ABOUT THIS TASK:
In the listing below, find the line containing "pub struct Acquisition" and the line containing "has no copy of". Repeat exactly those two lines and every line between them.

AVAILABLE RECORDS:
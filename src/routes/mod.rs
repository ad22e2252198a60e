//! Route definitions for the card collector API

mod card;
mod collection;
mod profile;
mod quest;
mod rarity;
mod trade;

use axum::{routing::get, Router};
use tower_http::cors::CorsLayer;

use crate::handlers::health::{health_check, root};
use crate::middleware;
use crate::state::AppState;
use crate::store::Database;

pub use card::card_routes;
pub use collection::collection_routes;
pub use profile::profile_routes;
pub use quest::quest_routes;
pub use rarity::rarity_routes;
pub use trade::trade_routes;

/// Full application router with tracing and the given CORS policy
pub fn build_router<D: Database>(state: AppState<D>, cors: CorsLayer) -> Router {
    Router::new()
        .route("/", get(root))
        .route("/health", get(health_check::<D>))
        .merge(rarity_routes())
        .merge(card_routes())
        .merge(profile_routes())
        .merge(collection_routes())
        .merge(trade_routes())
        .merge(quest_routes())
        .with_state(state)
        .layer(axum::middleware::from_fn(middleware::request_tracing))
        .layer(cors)
}
//! Application state shared across handlers

use std::sync::Arc;

use axum::extract::FromRef;

use crate::card::CardService;
use crate::collection::CollectionService;
use crate::pack::PackService;
use crate::profile::ProfileService;
use crate::quest::QuestService;
use crate::rarity::RarityService;
use crate::store::Database;
use crate::trade::TradeService;

/// Shared application state
#[derive(Clone)]
pub struct AppState<D> {
    pub db: D,
    pub rarity_service: Arc<RarityService<D>>,
    pub card_service: Arc<CardService<D>>,
    pub profile_service: Arc<ProfileService<D>>,
    pub collection_service: Arc<CollectionService<D>>,
    pub trade_service: Arc<TradeService<D>>,
    pub quest_service: Arc<QuestService<D>>,
    pub pack_service: Arc<PackService<D>>,
}

impl<D: Database> AppState<D> {
    /// Wire every service onto one database handle
    pub fn new(db: D, max_pack_size: i64) -> Self {
        Self {
            rarity_service: Arc::new(RarityService::new(db.clone())),
            card_service: Arc::new(CardService::new(db.clone())),
            profile_service: Arc::new(ProfileService::new(db.clone())),
            collection_service: Arc::new(CollectionService::new(db.clone())),
            trade_service: Arc::new(TradeService::new(db.clone())),
            quest_service: Arc::new(QuestService::new(db.clone())),
            pack_service: Arc::new(PackService::new(db.clone(), max_pack_size)),
            db,
        }
    }
}

macro_rules! service_from_ref {
    ($field:ident, $service:ident) => {
        impl<D: Clone> FromRef<AppState<D>> for Arc<$service<D>> {
            fn from_ref(app_state: &AppState<D>) -> Self {
                app_state.$field.clone()
            }
        }
    };
}

service_from_ref!(rarity_service, RarityService);
service_from_ref!(card_service, CardService);
service_from_ref!(profile_service, ProfileService);
service_from_ref!(collection_service, CollectionService);
service_from_ref!(trade_service, TradeService);
service_from_ref!(quest_service, QuestService);
service_from_ref!(pack_service, PackService);
//! Collection ledger
//!
//! Every ownership change goes through here so that quest progress and trade
//! offer validity follow the inventory. The functions run on a caller-owned
//! unit of work; committing is the caller's job.

use std::collections::VecDeque;

use serde::Serialize;

use crate::collection::OwnershipRecord;
use crate::error::{CollectionError, CollectionResult};
use crate::quest::QuestProgress;
use crate::store::{
    require_card, CardRepository, OwnershipRepository, QuestRepository, TradeOfferRepository,
};
use crate::trade::offers;

/// Result of one ownership gain, including quest rewards it cascaded into
#[derive(Debug, Serialize, Clone, PartialEq, Eq)]
pub struct Acquisition {
    pub record: OwnershipRecord,
    /// Reward copies granted by quests the gain completed, in grant order
    pub rewards: Vec<OwnershipRecord>,
}

/// Give `profile_id` one copy of `card_id` and advance the profile's quests.
///
/// Completed quests are deleted and their rewards are queued as further gains,
/// which advance the remaining quests in turn. Each queued reward consumes a
/// quest, so the loop ends after at most one pass per quest.
pub async fn add_ownership<R>(
    repo: &mut R,
    profile_id: i64,
    card_id: i64,
) -> CollectionResult<Acquisition>
where
    R: CardRepository + OwnershipRepository + QuestRepository,
{
    let mut pending = VecDeque::new();

    let record = acquire(repo, profile_id, card_id, &mut pending).await?;

    let mut rewards = Vec::new();
    while let Some(reward) = pending.pop_front() {
        rewards.push(acquire(repo, profile_id, reward, &mut pending).await?);
    }

    Ok(Acquisition { record, rewards })
}

async fn acquire<R>(
    repo: &mut R,
    profile_id: i64,
    card_id: i64,
    pending: &mut VecDeque<i64>,
) -> CollectionResult<OwnershipRecord>
where
    R: CardRepository + OwnershipRepository + QuestRepository,
{
    let card = require_card(repo, card_id).await?;
    let record = repo.insert_ownership(profile_id, card.id).await?;

    tracing::debug!(
        record_id = record.id,
        profile_id,
        card_id = card.id,
        "Ownership record created"
    );

    for quest in repo.list_quests_by_profile(profile_id).await? {
        match quest.progress_on(&card) {
            QuestProgress::Unaffected => {}
            QuestProgress::Advanced { cards_collected } => {
                repo.set_quest_progress(quest.id, cards_collected).await?;
            }
            QuestProgress::Completed { reward } => {
                repo.delete_quest(quest.id).await?;
                tracing::info!(
                    quest_id = quest.id,
                    profile_id,
                    reward,
                    "Quest completed, granting reward"
                );
                pending.push_back(reward);
            }
        }
    }

    Ok(record)
}

/// Delete one ownership record.
///
/// Returns false when the record does not exist. When the owner has no copy of
/// the card left, every offer in which they give that card away is withdrawn.
pub async fn remove_ownership<R>(repo: &mut R, record_id: i64) -> CollectionResult<bool>
where
    R: OwnershipRepository + TradeOfferRepository,
{
    let Some(record) = repo.find_ownership(record_id).await? else {
        return Ok(false);
    };

    if !repo.delete_ownership(record.id).await? {
        return Ok(false);
    }

    tracing::debug!(
        record_id = record.id,
        profile_id = record.profile_id,
        card_id = record.card_id,
        "Ownership record removed"
    );

    let remaining = repo
        .count_ownership(record.profile_id, record.card_id)
        .await?;

    if remaining == 0 {
        let withdrawn =
            offers::delete_all_by_profile_and_card_offered(repo, record.profile_id, record.card_id)
                .await?;
        if !withdrawn.is_empty() {
            tracing::info!(
                profile_id = record.profile_id,
                card_id = record.card_id,
                count = withdrawn.len(),
                "Last copy gone, withdrew trade offers"
            );
        }
    }

    Ok(true)
}

/// Oldest ownership record backing a (profile, card) pair.
///
/// Used where the caller has already established that a copy must exist, so a
/// miss is reported as an invariant violation rather than NotFound.
pub async fn first_copy<R>(
    repo: &mut R,
    profile_id: i64,
    card_id: i64,
) -> CollectionResult<OwnershipRecord>
where
    R: OwnershipRepository,
{
    repo.list_ownership_by_profile_and_card(profile_id, card_id)
        .await?
        .into_iter()
        .next()
        .ok_or_else(|| {
            tracing::error!(profile_id, card_id, "Expected ownership record is missing");
            CollectionError::InvariantViolation(format!(
                "profile {} owns no copy of card {}",
                profile_id, card_id
            ))
        })
}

WRITTEN RESPONSE:
pub struct Acquisition {
    pub record: OwnershipRecord,
    /// Reward copies granted by quests the gain completed, in grant order
    pub rewards: Vec<OwnershipRecord>,
}

/// Give `profile_id` one copy of `card_id` and advance the profile's quests.
///
/// Completed quests are deleted and their rewards are queued as further gains,
/// which advance the remaining quests in turn. Each queued reward consumes a
/// quest, so the loop ends after at most one pass per quest.
pub async fn add_ownership<R>(
    repo: &mut R,
    profile_id: i64,
    card_id: i64,
) -> CollectionResult<Acquisition>
where
    R: CardRepository + OwnershipRepository + QuestRepository,
{
    let mut pending = VecDeque::new();

    let record = acquire(repo, profile_id, card_id, &mut pending).await?;

    let mut rewards = Vec::new();
    while let Some(reward) = pending.pop_front() {
        rewards.push(acquire(repo, profile_id, reward, &mut pending).await?);
    }

    Ok(Acquisition { record, rewards })
}

async fn acquire<R>(
    repo: &mut R,
    profile_id: i64,
    card_id: i64,
    pending: &mut VecDeque<i64>,
) -> CollectionResult<OwnershipRecord>
where
    R: CardRepository + OwnershipRepository + QuestRepository,
{
    let card = require_card(repo, card_id).await?;
    let record = repo.insert_ownership(profile_id, card.id).await?;

    tracing::debug!(
        record_id = record.id,
        profile_id,
        card_id = card.id,
        "Ownership record created"
    );

    for quest in repo.list_quests_by_profile(profile_id).await? {
        match quest.progress_on(&card) {
            QuestProgress::Unaffected => {}
            QuestProgress::Advanced { cards_collected } => {
                repo.set_quest_progress(quest.id, cards_collected).await?;
            }
            QuestProgress::Completed { reward } => {
                repo.delete_quest(quest.id).await?;
                tracing::info!(
                    quest_id = quest.id,
                    profile_id,
                    reward,
                    "Quest completed, granting reward"
                );
                pending.push_back(reward);
            }
        }
    }

    Ok(record)
}

/// Delete one ownership record.
///
/// Returns false when the record does not exist. When the owner has no copy of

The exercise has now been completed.